- Try it:
Exact copies of all the lines below are required.

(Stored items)
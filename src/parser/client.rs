//! Client release feed parser
//!
//! The client feed has one section per client, headed by the client's label:
//!
//! ```text
//! ======= Python Client
//! ---
//! Version: 4.2.1
//! Github: https://github.com/hazelcast/hazelcast-python-client/releases/tag/v4.2.1
//! ---
//! Version: 4.2
//! Github: https://github.com/hazelcast/hazelcast-python-client/releases/tag/v4.2
//! ---
//! =======
//! ```

use regex::Regex;

use crate::config::CLIENT_RELEASES_URL;
use crate::parser::block::split_blocks;
use crate::parser::traits::{ReleaseParser, get_all_releases};
use crate::release::error::ReleaseError;
use crate::release::filter::ReleaseFilter;
use crate::release::types::{ClientKind, Release};
use crate::source::Source;

/// Parser for one client's section of the client release feed
pub struct ClientReleaseParser {
    kind: ClientKind,
    url: String,
    /// Matches the section of `kind`; the label is escaped since some contain `+`
    section_re: Regex,
}

impl ClientReleaseParser {
    /// Creates a parser for `kind` reading the feed at a custom URL
    pub fn new(kind: ClientKind, url: &str) -> Self {
        let pattern = format!(
            r"(?s)======= {} Client\n---\n(.*?)\n---\n===",
            regex::escape(kind.label())
        );

        Self {
            kind,
            url: url.to_string(),
            section_re: Regex::new(&pattern).expect("client section pattern is valid"),
        }
    }

    pub fn kind(&self) -> ClientKind {
        self.kind
    }

    /// Fetches the feed and returns this client's releases passing every filter
    pub async fn get_all_releases(
        &self,
        source: &dyn Source,
        filters: &[ReleaseFilter],
    ) -> Result<Vec<Release>, ReleaseError> {
        get_all_releases(self, source, filters).await
    }
}

impl From<ClientKind> for ClientReleaseParser {
    fn from(kind: ClientKind) -> Self {
        Self::new(kind, CLIENT_RELEASES_URL)
    }
}

impl ReleaseParser for ClientReleaseParser {
    fn source_url(&self) -> &str {
        &self.url
    }

    fn extract_blocks<'a>(&self, raw: &'a str) -> Result<Vec<&'a str>, ReleaseError> {
        let section = self
            .section_re
            .captures(raw)
            .and_then(|caps| caps.get(1))
            .ok_or_else(|| ReleaseError::MalformedSourceDocument {
                url: self.url.clone(),
                section: format!("the {} client section", self.kind.label()),
            })?;

        Ok(split_blocks(section.as_str()))
    }

    fn construct(&self, version: &str, tag: &str) -> Result<Release, ReleaseError> {
        Release::client(self.kind, version, tag)
    }
}

#[cfg(test)]
mod tests {
    use super::*;
    use crate::parser::traits::parse_releases;
    use rstest::rstest;

    const FEED: &str = "\
======= C++ Client
---
Version: 4.1.1
Github: https://github.com/hazelcast/hazelcast-cpp-client/releases/tag/v4.1.1
---
Version: 4.0.1
Github: https://github.com/hazelcast/hazelcast-cpp-client/releases/tag/v4.0.1
---
=======

======= Python Client
---
Version: 4.2.1
Github: https://github.com/hazelcast/hazelcast-python-client/releases/tag/v4.2.1
---
Version: 4.2
Github: https://github.com/hazelcast/hazelcast-python-client/releases/tag/v4.2
---
Version: 4.1-BETA-1
---
Version: 3.12.3
Github: https://github.com/hazelcast/hazelcast-python-client/releases/tag/v3.12.3
---
=======

======= .NET/CSharp Client
---
Version: 4.1.0
Github: https://github.com/hazelcast/hazelcast-csharp-client/releases/tag/v4.1.0
---
=======
";

    fn versions(releases: &[Release]) -> Vec<&str> {
        releases.iter().map(|r| r.version().as_str()).collect()
    }

    #[test]
    fn parse_returns_releases_of_requested_client_only() {
        let parser = ClientReleaseParser::from(ClientKind::Py);

        let releases = parse_releases(&parser, FEED, &[]).unwrap();

        assert_eq!(versions(&releases), vec!["4.2.1", "4.2", "3.12.3"]);
        assert!(releases.iter().all(|r| r.kind() == Some(ClientKind::Py)));
    }

    #[rstest]
    #[case(ClientKind::Cpp, vec!["4.1.1", "4.0.1"])]
    #[case(ClientKind::Cs, vec!["4.1.0"])]
    fn parse_matches_labels_with_special_characters(
        #[case] kind: ClientKind,
        #[case] expected: Vec<&str>,
    ) {
        let parser = ClientReleaseParser::from(kind);

        let releases = parse_releases(&parser, FEED, &[]).unwrap();

        assert_eq!(versions(&releases), expected);
    }

    #[test]
    fn parse_applies_filters() {
        let parser = ClientReleaseParser::from(ClientKind::Py);
        let filters = vec![ReleaseFilter::major_versions([4])];

        let releases = parse_releases(&parser, FEED, &filters).unwrap();

        assert_eq!(versions(&releases), vec!["4.2.1", "4.2"]);
    }

    #[test]
    fn parse_fails_when_client_section_is_missing() {
        let parser = ClientReleaseParser::new(ClientKind::Go, "http://localhost/clients.txt");

        let result = parse_releases(&parser, FEED, &[]);

        match result {
            Err(ReleaseError::MalformedSourceDocument { url, section }) => {
                assert_eq!(url, "http://localhost/clients.txt");
                assert_eq!(section, "the Go client section");
            }
            other => panic!("expected MalformedSourceDocument, got {other:?}"),
        }
    }

    #[test]
    fn label_is_matched_literally() {
        // An unescaped `.` would match the `X`
        let raw = "======= XNET/CSharp Client\n---\nVersion: 1.0\nGithub: v1.0\n---\n=======\n";
        let parser = ClientReleaseParser::from(ClientKind::Cs);

        let result = parse_releases(&parser, raw, &[]);

        assert!(matches!(
            result,
            Err(ReleaseError::MalformedSourceDocument { .. })
        ));
    }
}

- Answer below:
filename src/parser/client.rs
//! Client release feed parser
//!
//! The client feed has one section per client, headed by the client's label:
//!
//! ```text
//! ======= Python Client
//! ---
//! Version: 4.2.1
//! Github: https://github.com/hazelcast/hazelcast-python-client/releases/tag/v4.2.1
//! ---
//! Version: 4.2
//! Github: https://github.com/hazelcast/hazelcast-python-client/releases/tag/v4.2
//! ---
//! =======
//! ```

use regex::Regex;

use crate::config::CLIENT_RELEASES_URL;
use crate::parser::block::split_blocks;
use crate::parser::traits::{ReleaseParser, get_all_releases};
use crate::release::error::ReleaseError;
use crate::release::filter::ReleaseFilter;
use crate::release::types::{ClientKind, Release};
use crate::source::Source;

/// Parser for one client's section of the client release feed
pub struct ClientReleaseParser {
    kind: ClientKind,
    url: String,
    /// Matches the section of `kind`; the label is escaped since some contain `+`
    section_re: Regex,
}

impl ClientReleaseParser {
    /// Creates a parser for `kind` reading the feed at a custom URL
    pub fn new(kind: ClientKind, url: &str) -> Self {
        let pattern = format!(
            r"(?s)======= {} Client\n---\n(.*?)\n---\n===",
            regex::escape(kind.label())
        );

        Self {
            kind,
            url: url.to_string(),
            section_re: Regex::new(&pattern).expect("client section pattern is valid"),
        }
    }

    pub fn kind(&self) -> ClientKind {
        self.kind
    }

    /// Fetches the feed and returns this client's releases passing every filter
    pub async fn get_all_releases(
        &self,
        source: &dyn Source,
        filters: &[ReleaseFilter],
    ) -> Result<Vec<Release>, ReleaseError> {
        get_all_releases(self, source, filters).await
    }
}

impl From<ClientKind> for ClientReleaseParser {
    fn from(kind: ClientKind) -> Self {
        Self::new(kind, CLIENT_RELEASES_URL)
    }
}

impl ReleaseParser for ClientReleaseParser {
    fn source_url(&self) -> &str {
        &self.url
    }

    fn extract_blocks<'a>(&self, raw: &'a str) -> Result<Vec<&'a str>, ReleaseError> {
        let section = self
            .section_re
            .captures(raw)
            .and_then(|caps| caps.get(1))
            .ok_or_else(|| ReleaseError::MalformedSourceDocument {
                url: self.url.clone(),
                section: format!("the {} client section", self.kind.label()),
            })?;

        Ok(split_blocks(section.as_str()))
    }

    fn construct(&self, version: &str, tag: &str) -> Result<Release, ReleaseError> {
        Release::client(self.kind, version, tag)
    }
}

#[cfg(test)]
mod tests {
    use super::*;
    use crate::parser::traits::parse_releases;
    use rstest::rstest;

    const FEED: &str = "\
======= C++ Client
---
Version: 4.1.1
Github: https://github.com/hazelcast/hazelcast-cpp-client/releases/tag/v4.1.1
---
Version: 4.0.1
Github: https://github.com/hazelcast/hazelcast-cpp-client/releases/tag/v4.0.1
---
=======

======= Python Client
---
Version: 4.2.1
Github: https://github.com/hazelcast/hazelcast-python-client/releases/tag/v4.2.1
---
Version: 4.2
Github: https://github.com/hazelcast/hazelcast-python-client/releases/tag/v4.2
---
Version: 4.1-BETA-1
---
Version: 3.12.3
Github: https://github.com/hazelcast/hazelcast-python-client/releases/tag/v3.12.3
---
=======

======= .NET/CSharp Client
---
Version: 4.1.0
Github: https://github.com/hazelcast/hazelcast-csharp-client/releases/tag/v4.1.0
---
=======
";

    fn versions(releases: &[Release]) -> Vec<&str> {
        releases.iter().map(|r| r.version().as_str()).collect()
    }

    #[test]
    fn parse_returns_releases_of_requested_client_only() {
        let parser = ClientReleaseParser::from(ClientKind::Py);

        let releases = parse_releases(&parser, FEED, &[]).unwrap();

        assert_eq!(versions(&releases), vec!["4.2.1", "4.2", "3.12.3"]);
        assert!(releases.iter().all(|r| r.kind() == Some(ClientKind::Py)));
    }

    #[rstest]
    #[case(ClientKind::Cpp, vec!["4.1.1", "4.0.1"])]
    #[case(ClientKind::Cs, vec!["4.1.0"])]
    fn parse_matches_labels_with_special_characters(
        #[case] kind: ClientKind,
        #[case] expected: Vec<&str>,
    ) {
        let parser = ClientReleaseParser::from(kind);

        let releases = parse_releases(&parser, FEED, &[]).unwrap();

        assert_eq!(versions(&releases), expected);
    }

    #[test]
    fn parse_applies_filters() {
        let parser = ClientReleaseParser::from(ClientKind::Py);
        let filters = vec![ReleaseFilter::major_versions([4])];

        let releases = parse_releases(&parser, FEED, &filters).unwrap();

        assert_eq!(versions(&releases), vec!["4.2.1", "4.2"]);
    }

    #[test]
    fn parse_fails_when_client_section_is_missing() {
        let parser = ClientReleaseParser::new(ClientKind::Go, "http://localhost/clients.txt");

        let result = parse_releases(&parser, FEED, &[]);

        match result {
            Err(ReleaseError::MalformedSourceDocument { url, section }) => {
                assert_eq!(url, "http://localhost/clients.txt");
                assert_eq!(section, "the Go client section");
            }
            other => panic!("expected MalformedSourceDocument, got {other:?}"),
        }
    }

    #[test]
    fn label_is_matched_literally() {
        // An unescaped `.` would match the `X`
        let raw = "======= XNET/CSharp Client\n---\nVersion: 1.0\nGithub: v1.0\n---\n=======\n";
        let parser = ClientReleaseParser::from(ClientKind::Cs);

        let result = parse_releases(&parser, raw, &[]);

        assert!(matches!(
            result,
            Err(ReleaseError::MalformedSourceDocument { .. })
        ));
    }
}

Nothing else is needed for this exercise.